Nash authored an amendment to limit monthly rent payments for a temporary residence for Governor Walz after officials signed a deal to pay more than $17,000 a month to lease a house while the governor's residence was renovated. He supported legislation to divest any Minnesota investments into Russia after the 2022 invasion of Ukraine.
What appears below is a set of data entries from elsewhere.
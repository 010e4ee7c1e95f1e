//! Pagination driver and per-page state machine.
//!
//! Pages are processed by a bounded pool of concurrent workers (the same
//! `buffer_unordered` pattern the tool uses for all parallel I/O). Each page
//! moves through:
//!
//! ```text
//! Pending -> Fetching -> Parsed -> Enriching -> Done
//!                 \          \
//!                  Skipped    PartiallyDone (no browser session / interrupted)
//! ```
//!
//! Pages not yet started when the run is interrupted stay `Pending`.
//!
//! Within a page, listings are enriched strictly one after another through
//! the page's own browser session. Failures never cross page boundaries.

use crate::enrich::{BrowserSession, DetailEnricher, SessionLauncher};
use crate::fetch::{PageFetcher, Transport};
use crate::models::{PageReport, PageState, SENTINEL};
use crate::ocr::OcrEngine;
use crate::outputs::json::JsonStore;
use crate::scrapers::listings::parse_listings;
use futures::stream::{self, StreamExt};
use std::time::Instant;
use tokio_util::sync::CancellationToken;
use tracing::{debug, error, info, instrument, warn};

/// One page to process.
#[derive(Debug, Clone)]
pub struct PageJob {
    pub page: u32,
    pub url: String,
}

/// Build the page jobs `start..start+count` by appending the page number to `base_url`.
pub fn page_jobs(base_url: &str, start: u32, count: u32) -> Vec<PageJob> {
    (start..start.saturating_add(count))
        .map(|page| PageJob {
            page,
            url: format!("{base_url}{page}"),
        })
        .collect()
}

/// Totals over all page reports.
#[derive(Debug, Clone, Default)]
pub struct RunSummary {
    pub reports: Vec<PageReport>,
}

impl RunSummary {
    pub fn count(&self, state: PageState) -> usize {
        self.reports.iter().filter(|r| r.state == state).count()
    }

    pub fn persisted(&self) -> usize {
        self.reports.iter().map(|r| r.persisted).sum()
    }

    pub fn skipped(&self) -> impl Iterator<Item = &PageReport> {
        self.reports.iter().filter(|r| r.state == PageState::Skipped)
    }
}

/// Drives every page through fetch, parse, enrichment and persistence.
pub struct Orchestrator<'a, T, L, E> {
    fetcher: &'a PageFetcher<T>,
    /// `None` when enrichment is disabled.
    launcher: Option<&'a L>,
    enricher: &'a DetailEnricher<E>,
    store: &'a JsonStore,
    concurrency: usize,
    cancel: CancellationToken,
}

impl<'a, T, L, E> Orchestrator<'a, T, L, E>
where
    T: Transport,
    L: SessionLauncher,
    E: OcrEngine,
{
    pub fn new(
        fetcher: &'a PageFetcher<T>,
        launcher: Option<&'a L>,
        enricher: &'a DetailEnricher<E>,
        store: &'a JsonStore,
        concurrency: usize,
        cancel: CancellationToken,
    ) -> Self {
        Self {
            fetcher,
            launcher,
            enricher,
            store,
            concurrency: concurrency.max(1),
            cancel,
        }
    }

    /// Process every job with at most `concurrency` pages in flight.
    #[instrument(level = "info", skip_all, fields(pages = jobs.len(), concurrency = self.concurrency))]
    pub async fn run(&self, jobs: Vec<PageJob>) -> RunSummary {
        let t0 = Instant::now();
        info!("Starting page workers");

        let mut reports: Vec<PageReport> = stream::iter(jobs)
            .map(|job| self.process_page(job))
            .buffer_unordered(self.concurrency)
            .collect()
            .await;
        reports.sort_by_key(|r| r.page);

        let summary = RunSummary { reports };
        info!(
            done = summary.count(PageState::Done),
            partial = summary.count(PageState::PartiallyDone),
            skipped = summary.count(PageState::Skipped),
            not_started = summary.count(PageState::Pending),
            persisted = summary.persisted(),
            elapsed_ms = t0.elapsed().as_millis() as u64,
            "All pages processed"
        );
        summary
    }

    #[instrument(level = "info", skip_all, fields(page = job.page, url = %job.url))]
    async fn process_page(&self, job: PageJob) -> PageReport {
        let mut report = PageReport::new(job.page, &job.url);

        if self.cancel.is_cancelled() {
            // Never started: stays pending.
            report.reason = Some("interrupted".to_string());
            return report;
        }

        report.state = PageState::Fetching;
        let markup = match self.fetcher.fetch(&job.url).await {
            Ok(m) => m,
            Err(e) => {
                for attempt in &e.attempts {
                    if let Err(reason) = &attempt.outcome {
                        debug!(
                            attempt = attempt.ordinal,
                            via = %attempt.identity,
                            url = %attempt.url,
                            %reason,
                            "Failed attempt"
                        );
                    }
                }
                warn!(error = %e, "Page skipped");
                report.state = PageState::Skipped;
                report.reason = Some(e.to_string());
                return report;
            }
        };

        let listings = parse_listings(&markup);
        report.state = PageState::Parsed;
        report.listings = listings.len();
        if listings.is_empty() {
            report.state = PageState::Done;
            return report;
        }

        let mut session = match self.launcher {
            Some(launcher) => match launcher.launch(&job.url).await {
                Ok(s) => Some(s),
                Err(e) => {
                    warn!(error = %e, "Browser session unavailable; persisting unenriched listings");
                    report.reason = Some(format!("enrichment unavailable: {e}"));
                    None
                }
            },
            None => None,
        };
        let enrichment_lost = self.launcher.is_some() && session.is_none();

        report.state = PageState::Enriching;
        let mut interrupted = false;
        for listing in listings {
            if self.cancel.is_cancelled() {
                interrupted = true;
                break;
            }

            let draft = match session.as_mut() {
                Some(s) => self.enricher.enrich(s, &listing.handle, listing.draft).await,
                None => listing.draft,
            };

            let record = draft.finalize();
            info!(
                reference = record.reference(),
                position = record.position(),
                employer = record.employer(),
                opening = record.opening_date(),
                closing = record.closing_date(),
                has_title = record.seo_title().is_some(),
                meta_tags = record.meta_tags().len(),
                has_text = record.extracted_text() != SENTINEL,
                "Listing ready"
            );
            match self.store.append(record).await {
                Ok(total) => {
                    report.persisted += 1;
                    debug!(total, "Listing persisted");
                }
                Err(e) => error!(row = %listing.handle.row_id, error = %e, "Failed to persist listing"),
            }
        }

        if let Some(s) = session {
            s.shutdown().await;
        }

        if interrupted {
            warn!(persisted = report.persisted, "Page interrupted");
            report.state = PageState::PartiallyDone;
            report.reason = Some("interrupted".to_string());
        } else if enrichment_lost {
            report.state = PageState::PartiallyDone;
        } else {
            report.state = PageState::Done;
        }

        info!(
            state = %report.state,
            listings = report.listings,
            persisted = report.persisted,
            "Page finished"
        );
        report
    }
}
Nash authored a bill to allow grocery stores and other food retailers to sell beer, wine, and Minnesota-distilled spirits, and supported moves to allow take-out for alcohol during the COVID-19 pandemic. He has supported so-called "free the growler laws", which would allow Minnesota breweries to sell cans and to-go growlers from taprooms and restaurants. In 2021 he sponsored a bipartisan bill that would lift the limit, and said it was "really disappointing" that the bill failed to move forward in both the House and the Senate. He supported a compromise proposal that passed the House in 2022.

== Electoral history ==

2014 Minnesota State House - District 47A
| Party |  | Candidate | Votes | % |
|---|---|---|---|---|
|  | Republican | Jim Nash | 10,934 | 67.63 |
|  | Democratic (DFL) | Matthew Gieseke | 5,186 | 32.08 |
|  | Write-in |  | 47 | 0.29 |
| Total votes |  |  | 16,167 | 100.0 |
|  | Republican hold |  |  |  |

2016 Minnesota State House - District 47A
| Party |  | Candidate | Votes | % |
|---|---|---|---|---|
|  | Republican | Jim Nash (incumbent) | 16,696 | 71.50 |
|  | Democratic (DFL) | Sean White | 6,631 | 28.40 |
|  | Write-in |  | 25 | 0.11 |
| Total votes |  |  | 23,352 | 100.0 |
|  | Republican hold |  |  |  |

2018 Minnesota State House - District 47A
| Party |  | Candidate | Votes | % |
|---|---|---|---|---|
|  | Republican | Jim Nash (incumbent) | 14,106 | 64.70 |
|  | Democratic (DFL) | Madalynn Gerold | 7,680 | 35.23 |
|  | Write-in |  | 16 | 0.07 |
| Total votes |  |  | 21,802 | 100.0 |
|  | Republican hold |  |  |  |

2020 Minnesota State House - District 47A
| Party |  | Candidate | Votes | % |
|---|---|---|---|---|
|  | Republican | Jim Nash (incumbent) | 19,267 | 67.35 |
|  | Democratic (DFL) | Arlan Brinkmeier | 9,308 | 32.54 |
|  | Write-in |  | 31 | 0.11 |
| Total votes |  |  | 28,606 | 100.0 |
|  | Republican hold |  |  |  |

2022 Minnesota State House - District 48A
| Party |  | Candidate | Votes | % |
|---|---|---|---|---|
|  | Republican | Jim Nash (incumbent) | 13,018 | 59.66 |
|  | Democratic (DFL) | Nathan Kells | 8,785 | 40.26 |
|  | Write-in |  | 19 | 0.09 |
| Total votes |  |  | 21,822 | 100.0 |
|  | Republican hold |  |  |  |

2024 Minnesota State House - District 48A
| Party |  | Candidate | Votes | % |
|---|---|---|---|---|
|  | Republican | Jim Nash (incumbent) | 16,818 | 60.41 |
|  | Democratic (DFL) | Nathan Kells | 11,000 | 39.51 |
|  | Write-in |  | 23 | 0.08 |
| Total votes |  |  | 27,841 | 100.0 |
|  | Republican hold |  |  |  |

== Personal life ==
Nash lives in Waconia, Minnesota with his spouse, Kim, and has six children.